Depreciation and amortization decreased for both the third quarter and year-
to-date of fiscal 1995. A decrease in per-unit depreciation and amortization
due to a declining depreciable asset base for older units and higher average
sales volumes in newer restaurants offset increases related to rising
construction costs, remodel costs, and capital expenditures at the corporate
level, such as investments in new computer hardware and software.
General and administrative expenses declined in the third quarter and year-to-
date of fiscal 1995 compared to the respective fiscal 1994 periods due to the
Company's ongoing focus on controlling corporate overhead and efficiencies
realized from increased investments in computer hardware and software. The
dollar increase in general and administrative expenses is due to additional
staff and support as the Company accelerates expansion of its restaurant
concepts, including international franchising.

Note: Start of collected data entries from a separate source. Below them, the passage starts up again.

use std::env;
use std::fs;
use std::path::{Path, PathBuf};

use serde::{Deserialize, Serialize};
use thiserror::Error;

pub const DEFAULT_CONFIG_FILE: &str = "catalog.toml";
pub const NESTED_CONFIG_FILE: &str = "config/catalog.toml";

#[derive(Clone, Debug)]
pub struct AppConfig {
    pub server: ServerConfig,
    pub cors: CorsConfig,
    pub assets: AssetsConfig,
    pub catalog: CatalogConfig,
    pub logging: LoggingConfig,
}

#[derive(Clone, Debug)]
pub struct ServerConfig {
    pub bind_address: String,
    pub port: u16,
}

#[derive(Clone, Debug)]
pub struct CorsConfig {
    pub allowed_origins: Vec<String>,
}

#[derive(Clone, Debug)]
pub struct AssetsConfig {
    pub images_dir: PathBuf,
    pub mount_path: String,
}

#[derive(Clone, Debug)]
pub struct CatalogConfig {
    pub seed_demo_data: bool,
}

#[derive(Clone, Debug)]
pub struct LoggingConfig {
    pub level: String,
    pub format: LogFormat,
}

#[derive(Clone, Copy, Debug, PartialEq, Eq, Serialize, Deserialize)]
#[serde(rename_all = "snake_case")]
pub enum LogFormat {
    Compact,
    Pretty,
    Json,
}

#[derive(Clone, Debug, Default)]
pub struct ConfigOverrides {
    pub bind_address: Option<String>,
    pub port: Option<u16>,
    pub images_dir: Option<PathBuf>,
    pub seed_demo_data: Option<bool>,
    pub log_level: Option<String>,
}

#[derive(Clone, Debug, Default)]
pub struct LoadOptions {
    pub config_path: Option<PathBuf>,
    pub require_file: bool,
    pub overrides: ConfigOverrides,
}

#[derive(Debug, Error)]
pub enum ConfigError {
    #[error("could not read config file `{path}`: {source}")]
    ReadFile { path: PathBuf, source: std::io::Error },
    #[error("could not parse config file `{path}`: {source}")]
    ParseFile { path: PathBuf, source: toml::de::Error },
    #[error("required config file was not found: `{0}`")]
    MissingConfigFile(PathBuf),
    #[error("environment variable interpolation failed for `{var}`")]
    MissingEnvInterpolation { var: String },
    #[error("unterminated environment interpolation expression")]
    UnterminatedInterpolation,
    #[error("invalid environment override for `{key}`: `{value}`")]
    InvalidEnvOverride { key: String, value: String },
    #[error("configuration validation failed: {0}")]
    Validation(String),
}

impl Default for AppConfig {
    fn default() -> Self {
        Self {
            server: ServerConfig { bind_address: "127.0.0.1".to_string(), port: 3000 },
            cors: CorsConfig { allowed_origins: vec!["http://localhost:3001".to_string()] },
            assets: AssetsConfig {
                images_dir: PathBuf::from("public/images"),
                mount_path: "/images".to_string(),
            },
            catalog: CatalogConfig { seed_demo_data: true },
            logging: LoggingConfig { level: "info".to_string(), format: LogFormat::Compact },
        }
    }
}

impl std::str::FromStr for LogFormat {
    type Err = ConfigError;

    fn from_str(value: &str) -> Result<Self, Self::Err> {
        match value.trim().to_ascii_lowercase().as_str() {
            "compact" => Ok(Self::Compact),
            "pretty" => Ok(Self::Pretty),
            "json" => Ok(Self::Json),
            other => Err(ConfigError::Validation(format!(
                "unsupported log format `{other}` (expected compact|pretty|json)"
            ))),
        }
    }
}

impl AppConfig {
    pub fn load(options: LoadOptions) -> Result<Self, ConfigError> {
        let mut config = Self::default();
        let maybe_path = resolve_config_path(options.config_path.as_deref());

        if let Some(path) = maybe_path {
            let patch = read_patch(&path)?;
            config.apply_patch(patch);
        } else if options.require_file {
            let expected =
                options.config_path.unwrap_or_else(|| PathBuf::from(DEFAULT_CONFIG_FILE));
            return Err(ConfigError::MissingConfigFile(expected));
        }

        config.apply_env_overrides()?;
        config.apply_overrides(options.overrides);
        config.validate()?;

        Ok(config)
    }

    pub fn listen_address(&self) -> String {
        format!("{}:{}", self.server.bind_address, self.server.port)
    }

    fn apply_patch(&mut self, patch: ConfigPatch) {
        if let Some(server) = patch.server {
            if let Some(bind_address) = server.bind_address {
                self.server.bind_address = bind_address;
            }
            if let Some(port) = server.port {
                self.server.port = port;
            }
        }

        if let Some(cors) = patch.cors {
            if let Some(allowed_origins) = cors.allowed_origins {
                self.cors.allowed_origins = allowed_origins;
            }
        }

        if let Some(assets) = patch.assets {
            if let Some(images_dir) = assets.images_dir {
                self.assets.images_dir = images_dir;
            }
            if let Some(mount_path) = assets.mount_path {
                self.assets.mount_path = mount_path;
            }
        }

        if let Some(catalog) = patch.catalog {
            if let Some(seed_demo_data) = catalog.seed_demo_data {
                self.catalog.seed_demo_data = seed_demo_data;
            }
        }

        if let Some(logging) = patch.logging {
            if let Some(level) = logging.level {
                self.logging.level = level;
            }
            if let Some(format) = logging.format {
                self.logging.format = format;
            }
        }
    }

    fn apply_env_overrides(&mut self) -> Result<(), ConfigError> {
        if let Some(value) = read_env("CATALOG_SERVER_BIND_ADDRESS") {
            self.server.bind_address = value;
        }
        if let Some(value) = read_env("CATALOG_SERVER_PORT") {
            self.server.port = parse_u16("CATALOG_SERVER_PORT", &value)?;
        }

        if let Some(value) = read_env("CATALOG_CORS_ALLOWED_ORIGINS") {
            self.cors.allowed_origins = split_list(&value);
        }

        if let Some(value) = read_env("CATALOG_ASSETS_IMAGES_DIR") {
            self.assets.images_dir = PathBuf::from(value);
        }
        if let Some(value) = read_env("CATALOG_ASSETS_MOUNT_PATH") {
            self.assets.mount_path = value;
        }

        if let Some(value) = read_env("CATALOG_SEED_DEMO_DATA") {
            self.catalog.seed_demo_data = parse_bool("CATALOG_SEED_DEMO_DATA", &value)?;
        }

        let log_level = read_env("CATALOG_LOGGING_LEVEL").or_else(|| read_env("CATALOG_LOG_LEVEL"));
        if let Some(value) = log_level {
            self.logging.level = value;
        }
        let log_format =
            read_env("CATALOG_LOGGING_FORMAT").or_else(|| read_env("CATALOG_LOG_FORMAT"));
        if let Some(value) = log_format {
            self.logging.format = value.parse()?;
        }

        Ok(())
    }

    fn apply_overrides(&mut self, overrides: ConfigOverrides) {
        if let Some(bind_address) = overrides.bind_address {
            self.server.bind_address = bind_address;
        }
        if let Some(port) = overrides.port {
            self.server.port = port;
        }
        if let Some(images_dir) = overrides.images_dir {
            self.assets.images_dir = images_dir;
        }
        if let Some(seed_demo_data) = overrides.seed_demo_data {
            self.catalog.seed_demo_data = seed_demo_data;
        }
        if let Some(log_level) = overrides.log_level {
            self.logging.level = log_level;
        }
    }

    pub fn validate(&self) -> Result<(), ConfigError> {
        validate_server(&self.server)?;
        validate_cors(&self.cors)?;
        validate_assets(&self.assets)?;
        validate_logging(&self.logging)?;
        Ok(())
    }
}

pub fn resolve_config_path(explicit_path: Option<&Path>) -> Option<PathBuf> {
    if let Some(path) = explicit_path {
        return path.exists().then_some(path.to_path_buf());
    }

    [PathBuf::from(DEFAULT_CONFIG_FILE), PathBuf::from(NESTED_CONFIG_FILE)]
        .into_iter()
        .find(|path| path.exists())
}

fn read_patch(path: &Path) -> Result<ConfigPatch, ConfigError> {
    let raw = fs::read_to_string(path)
        .map_err(|source| ConfigError::ReadFile { path: path.to_path_buf(), source })?;

    let interpolated = interpolate_env_vars(&raw)?;
    toml::from_str::<ConfigPatch>(&interpolated)
        .map_err(|source| ConfigError::ParseFile { path: path.to_path_buf(), source })
}

fn interpolate_env_vars(input: &str) -> Result<String, ConfigError> {
    let mut output = String::with_capacity(input.len());
    let mut chars = input.chars().peekable();

    while let Some(ch) = chars.next() {
        if ch == '$' && matches!(chars.peek(), Some('{')) {
            chars.next();
            let mut key = String::new();

            loop {
                match chars.next() {
                    Some('}') => break,
                    Some(next) => key.push(next),
                    None => return Err(ConfigError::UnterminatedInterpolation),
                }
            }

            let value = env::var(&key)
                .map_err(|_| ConfigError::MissingEnvInterpolation { var: key.clone() })?;
            output.push_str(&value);
            continue;
        }

        output.push(ch);
    }

    Ok(output)
}

fn validate_server(server: &ServerConfig) -> Result<(), ConfigError> {
    if server.bind_address.trim().is_empty() {
        return Err(ConfigError::Validation("server.bind_address must not be empty".to_string()));
    }

    if server.port == 0 {
        return Err(ConfigError::Validation("server.port must be greater than zero".to_string()));
    }

    Ok(())
}

fn validate_cors(cors: &CorsConfig) -> Result<(), ConfigError> {
    for origin in &cors.allowed_origins {
        let valid = origin == "*" || origin.starts_with("http://") || origin.starts_with("https://");
        if !valid {
            return Err(ConfigError::Validation(format!(
                "cors.allowed_origins entry `{origin}` must be `*` or start with http:// or https://"
            )));
        }
    }

    Ok(())
}

fn validate_assets(assets: &AssetsConfig) -> Result<(), ConfigError> {
    let mount_path = assets.mount_path.as_str();
    if !mount_path.starts_with('/') || mount_path.len() < 2 || mount_path.ends_with('/') {
        return Err(ConfigError::Validation(
            "assets.mount_path must start with `/`, must not end with `/`, and must not be the root"
                .to_string(),
        ));
    }

    if mount_path == "/api" || mount_path.starts_with("/api/") || mount_path == "/health" {
        return Err(ConfigError::Validation(format!(
            "assets.mount_path `{mount_path}` collides with an API route"
        )));
    }

    Ok(())
}

fn validate_logging(logging: &LoggingConfig) -> Result<(), ConfigError> {
    let level = logging.level.trim().to_ascii_lowercase();
    match level.as_str() {
        "trace" | "debug" | "info" | "warn" | "error" => Ok(()),
        _ => Err(ConfigError::Validation(
            "logging.level must be one of trace|debug|info|warn|error".to_string(),
        )),
    }
}

/// Blank values count as unset.
pub fn read_env(key: &str) -> Option<String> {
    env::var(key).ok().filter(|value| !value.trim().is_empty())
}

fn split_list(value: &str) -> Vec<String> {
    value
        .split(',')
        .map(str::trim)
        .filter(|entry| !entry.is_empty())
        .map(ToOwned::to_owned)
        .collect()
}

fn parse_u16(key: &str, value: &str) -> Result<u16, ConfigError> {
    value.parse::<u16>().map_err(|_| ConfigError::InvalidEnvOverride {
        key: key.to_string(),
        value: value.to_string(),
    })
}

fn parse_bool(key: &str, value: &str) -> Result<bool, ConfigError> {
    value.parse::<bool>().map_err(|_| ConfigError::InvalidEnvOverride {
        key: key.to_string(),
        value: value.to_string(),
    })
}

#[derive(Debug, Default, Deserialize)]
struct ConfigPatch {
    server: Option<ServerPatch>,
    cors: Option<CorsPatch>,
    assets: Option<AssetsPatch>,
    catalog: Option<CatalogPatch>,
    logging: Option<LoggingPatch>,
}

#[derive(Debug, Default, Deserialize)]
struct ServerPatch {
    bind_address: Option<String>,
    port: Option<u16>,
}

#[derive(Debug, Default, Deserialize)]
struct CorsPatch {
    allowed_origins: Option<Vec<String>>,
}

#[derive(Debug, Default, Deserialize)]
struct AssetsPatch {
    images_dir: Option<PathBuf>,
    mount_path: Option<String>,
}

#[derive(Debug, Default, Deserialize)]
struct CatalogPatch {
    seed_demo_data: Option<bool>,
}

#[derive(Debug, Default, Deserialize)]
struct LoggingPatch {
    level: Option<String>,
    format: Option<LogFormat>,
}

Merger expenses and lawsuit settlement recognized in fiscal 1994 are
nonrecurring costs associated with On The Border. Merger expenses are
consulting and legal fees incurred in the initial phases of negotiating On The
Border's acquisition. Lawsuit settlement is an injury claim settlement
arising from an airplane accident in March 1993 involving several former On
The Border officers.
Other, net, decreased compared to the third quarter and year-to-date of fiscal
1994. The decrease is primarily the result of a gain of approximately $1
million generated from the sale of land in the second quarter of fiscal 1994,
a decrease in net realized gains on sales of marketable securities due to
significant gains recognized in the first quarter of fiscal 1994, and a
decrease in interest and dividend income compared to fiscal 1994 as a result
of a decrease in the investment portfolio balance.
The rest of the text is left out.